Whitelisted as a whiteleg
I waz in de white book
As a master of white art,
It waz like white death.

People called me white jack
Some hailed me as a white wog,
So I joined de white watch
Trained as a white guard
Lived off the white economy.
Caught and beaten by de whiteshirts
I waz condemned to a white mass,
Don’t worry,
I shall be writing to de Black House.

Benjamin Zepheniah

Razia read this, written by a famous Bengali polymath and Nobel prize winner.

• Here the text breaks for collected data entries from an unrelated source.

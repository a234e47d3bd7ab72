//! Tabular guide source (an exported spreadsheet in CSV form).
//!
//! Columns are matched by name, case-insensitively, against a ranked alias
//! list per field. Missing optional columns read as empty strings; rows
//! without a name or a reference URL are skipped.

use std::fs::File;
use std::path::{Path, PathBuf};

use csv::{StringRecord, StringRecordsIntoIter};
use tracing::{debug, info, instrument};

use guidepress_shared::{GuidePressError, Item, Result, Tags};

// ---------------------------------------------------------------------------
// Column aliases
// ---------------------------------------------------------------------------

const NAME: &[&str] = &["name", "title", "guide name", "guide"];
const URL: &[&str] = &["magic content", "url", "link", "content url", "guide url"];
const DESCRIPTION: &[&str] = &["description", "short description", "summary"];
const DATE: &[&str] = &["date"];
const CONTINENT: &[&str] = &["continent"];
const COUNTRY: &[&str] = &["country"];
const REGION: &[&str] = &["region"];
const PARTNER: &[&str] = &["partner"];
const STYLE: &[&str] = &["style"];
const SEASON: &[&str] = &["season"];
const BUDGET: &[&str] = &["< $500 option(s)", "budget friendly", "budget_friendly", "budget"];
const NOTES: &[&str] = &["notes"];
const ARTICLE_TITLE: &[&str] = &["article title", "article title (hq reference)"];

/// Values of the boolean column that count as true.
const TRUTHY: &[&str] = &["yes", "true", "x"];

/// Resolved column positions for one header row.
#[derive(Debug, Clone, Default)]
struct ColumnMap {
    name: Option<usize>,
    url: Option<usize>,
    description: Option<usize>,
    date: Option<usize>,
    continent: Option<usize>,
    country: Option<usize>,
    region: Option<usize>,
    partner: Option<usize>,
    style: Option<usize>,
    season: Option<usize>,
    budget: Option<usize>,
    notes: Option<usize>,
    article_title: Option<usize>,
}

impl ColumnMap {
    fn from_headers(headers: &StringRecord) -> Self {
        let normalized: Vec<String> = headers.iter().map(normalize_header).collect();
        let find = |aliases: &[&str]| {
            aliases
                .iter()
                .find_map(|alias| normalized.iter().position(|h| h == alias))
        };

        Self {
            name: find(NAME),
            url: find(URL),
            description: find(DESCRIPTION),
            date: find(DATE),
            continent: find(CONTINENT),
            country: find(COUNTRY),
            region: find(REGION),
            partner: find(PARTNER),
            style: find(STYLE),
            season: find(SEASON),
            budget: find(BUDGET),
            notes: find(NOTES),
            article_title: find(ARTICLE_TITLE),
        }
    }

    /// Build an item from a row, or `None` if the row lacks a name or URL.
    fn item(&self, record: &StringRecord) -> Option<Item> {
        let field = |idx: Option<usize>| {
            idx.and_then(|i| record.get(i))
                .map(|v| v.trim().to_string())
                .unwrap_or_default()
        };

        let name = field(self.name);
        let raw_url = field(self.url);
        if name.is_empty() || raw_url.is_empty() {
            return None;
        }

        let budget = field(self.budget).to_ascii_lowercase();

        Some(Item {
            name,
            description: field(self.description),
            date: field(self.date),
            tags: Tags {
                continent: field(self.continent),
                country: field(self.country),
                region: field(self.region),
                partner: field(self.partner),
                style: field(self.style),
                season: field(self.season),
            },
            budget_friendly: TRUTHY.contains(&budget.as_str()),
            raw_url,
            notes: field(self.notes),
            article_title: field(self.article_title),
        })
    }
}

/// Lower-case and collapse internal whitespace.
fn normalize_header(header: &str) -> String {
    header
        .split_whitespace()
        .collect::<Vec<_>>()
        .join(" ")
        .to_lowercase()
}

// ---------------------------------------------------------------------------
// SourceReader
// ---------------------------------------------------------------------------

/// Reads candidate guides from an exported sheet.
///
/// Each call to [`SourceReader::items`] re-opens the file, so the sequence
/// can be restarted any number of times.
#[derive(Debug, Clone)]
pub struct SourceReader {
    path: PathBuf,
}

impl SourceReader {
    /// Check that the source can be opened.
    pub fn open(path: impl Into<PathBuf>) -> Result<Self> {
        let path = path.into();
        File::open(&path)
            .map_err(|e| GuidePressError::source_unavailable(&path, e.to_string()))?;
        Ok(Self { path })
    }

    /// Path of the underlying source file.
    pub fn path(&self) -> &Path {
        &self.path
    }

    /// Stream the usable rows of the source.
    #[instrument(skip_all, fields(path = %self.path.display()))]
    pub fn items(&self) -> Result<Items> {
        let mut reader = csv::ReaderBuilder::new()
            .flexible(true)
            .from_path(&self.path)
            .map_err(|e| GuidePressError::source_unavailable(&self.path, e.to_string()))?;

        let headers = reader
            .headers()
            .map_err(|e| GuidePressError::source_unavailable(&self.path, e.to_string()))?
            .clone();
        let columns = ColumnMap::from_headers(&headers);

        if columns.name.is_none() || columns.url.is_none() {
            info!(
                has_name = columns.name.is_some(),
                has_url = columns.url.is_some(),
                "source header lacks a name or URL column, no rows will qualify"
            );
        }

        Ok(Items {
            records: reader.into_records(),
            columns,
            row: 1,
        })
    }

    /// Collect all usable rows.
    pub fn read_all(&self) -> Result<Vec<Item>> {
        let items: Vec<Item> = self.items()?.collect();
        info!(count = items.len(), path = %self.path.display(), "loaded guides from source");
        Ok(items)
    }
}

/// Lazy iterator over the usable rows of a source.
pub struct Items {
    records: StringRecordsIntoIter<File>,
    columns: ColumnMap,
    row: usize,
}

impl Iterator for Items {
    type Item = Item;

    fn next(&mut self) -> Option<Item> {
        loop {
            let record = self.records.next()?;
            self.row += 1;

            match record {
                Ok(record) => match self.columns.item(&record) {
                    Some(item) => return Some(item),
                    None => debug!(row = self.row, "skipping row without name or URL"),
                },
                Err(e) => debug!(row = self.row, error = %e, "skipping undecodable row"),
            }
        }
    }
}
//! Advisor link personalization.
//!
//! Portal links are attributed to an advisor by prefixing their path with
//! `/advisor/<token>`: `https://x.com/content/1` becomes
//! `https://x.com/advisor/<token>/content/1`.

use url::Url;

/// Path segment that introduces the advisor token.
const ADVISOR_SEGMENT: &str = "advisor";

/// Embed `token` into `url` right after the authority.
///
/// Returns `url` unchanged when it is not an absolute `http`/`https`
/// reference, when the token (or any advisor segment) is already present,
/// or when there is no path to prefix. Applying it twice is the same as
/// applying it once.
pub fn personalize(url: &str, token: &str) -> String {
    if token.is_empty() || url.contains(token) {
        return url.to_string();
    }

    match Url::parse(url) {
        Ok(parsed) if matches!(parsed.scheme(), "http" | "https") => {}
        _ => return url.to_string(),
    }

    if url.contains(&format!("/{ADVISOR_SEGMENT}/")) {
        return url.to_string();
    }

    match authority_end(url) {
        Some(end) => format!(
            "{}/{ADVISOR_SEGMENT}/{token}{}",
            &url[..end],
            &url[end..]
        ),
        None => url.to_string(),
    }
}

/// Byte offset of the `/` that starts the path, if the URL has one.
fn authority_end(url: &str) -> Option<usize> {
    let start = url.find("://")? + 3;
    let offset = url[start..].find(['/', '?', '#'])?;
    let end = start + offset;
    (url.as_bytes()[end] == b'/').then_some(end)
}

Where The Mind Is Without Fear

Where the mind is without fear and the head is held high
Where knowledge is free
Where the world has not been broken up into fragments
By narrow domestic walls
Where words come out from the depth of truth
Where tireless striving stretches its arms towards perfection
Where the clear stream of reason has not lost its way
Into the dreary desert sand of dead habit
Where the mind is led forward by thee
Into ever-widening thought and action
Into that heaven of freedom, my Father, let my country awake.

Rabindranath Tagore

I read a pair of poems, one by a Palestinian poet who was killed only recently in the Gaza strip and another by an Israeli poet which satisfied me as a Mathematician, despite its topic.

If I must die

If I must die,
you must live
to tell my story
to sell my things
to buy a piece of cloth
and some strings,
(make it white with a long tail)
so that a child, somewhere in Gaza
while looking heaven in the eye
awaiting his dad who left in a blaze–
and bid no one farewell
not even to his flesh
not even to himself–
sees the kite, my kite you made, flying up above
and thinks for a moment an angel is there
bringing back love

If I must die
let it bring hope
let it be a tale

Refaat Alareer

The diameter of the bomb

The diameter of the bomb was thirty centimetres
and the diameter of its effective range about seven metres,
with four dead and eleven wounded.
And around these in a larger circle
of pain and time, two hospitals are scattered
and one graveyard. But the young woman
who was buried in the city she came from
at a distance of more than a hundred kilometres,
enlarges the circle considerably
and the solitary man mourning her death
at the distant shores of a country far across the sea
includes the entire world in the circle.
And I won’t even mention the crying of orphans
that reaches up to the throne of God and
beyond, making a circle with no end and no God.

Yehuda Amichai

Katherine sang us the Venezuelan national anthem, after thanking the UK for accepting her and her family here.

Gloria al Bravo Pueblo

Glory to the brave people
who shook off the yoke,
The law respecting,
virtue and honour.

“Down with chains!”
Shouted the Lord;
And the poor man in his hovel
For Freedom implored.
Upon this holy name
Trembled in great dread
The vile selfishness
That had once prevailed.
Upon this holy name
Trembled in great dread
The vile selfishness
That had once prevailed.


Let’s scream out aloud:
“Death to oppression!”
Oh, loyal countrymen:
Strength is unity;
And from the Empyrean
The Supreme Author
A sublime spirit
To the people blew;
And from the Empyrean
The Supreme Author
A sublime spirit
To the people blew.


United by bonds
That Heaven has formed,
The entire America
Exists as a Nation;
And if ever despotism
Raises again its voice,
Then follow the example
That Caracas gave;
And if ever despotism
Raises again its voice,
Then follow the example
That Caracas gave.

Vicente Salias

Fran explained to me that she would usually read poetry to herself, all alone, but out-loud, and that it was cathartic for her.

Amazing Peace

Thunder rumbles in the mountain passes
And lightning rattles the eaves of our houses.
Flood waters await us in our avenues.

Snow falls upon snow, falls upon snow to avalanche
Over unprotected villages.
The sky slips low and grey and threatening.

We question ourselves.
What have we done to so affront nature?
We worry God.
Are you there? Are you there really?
Does the covenant you made with us still hold?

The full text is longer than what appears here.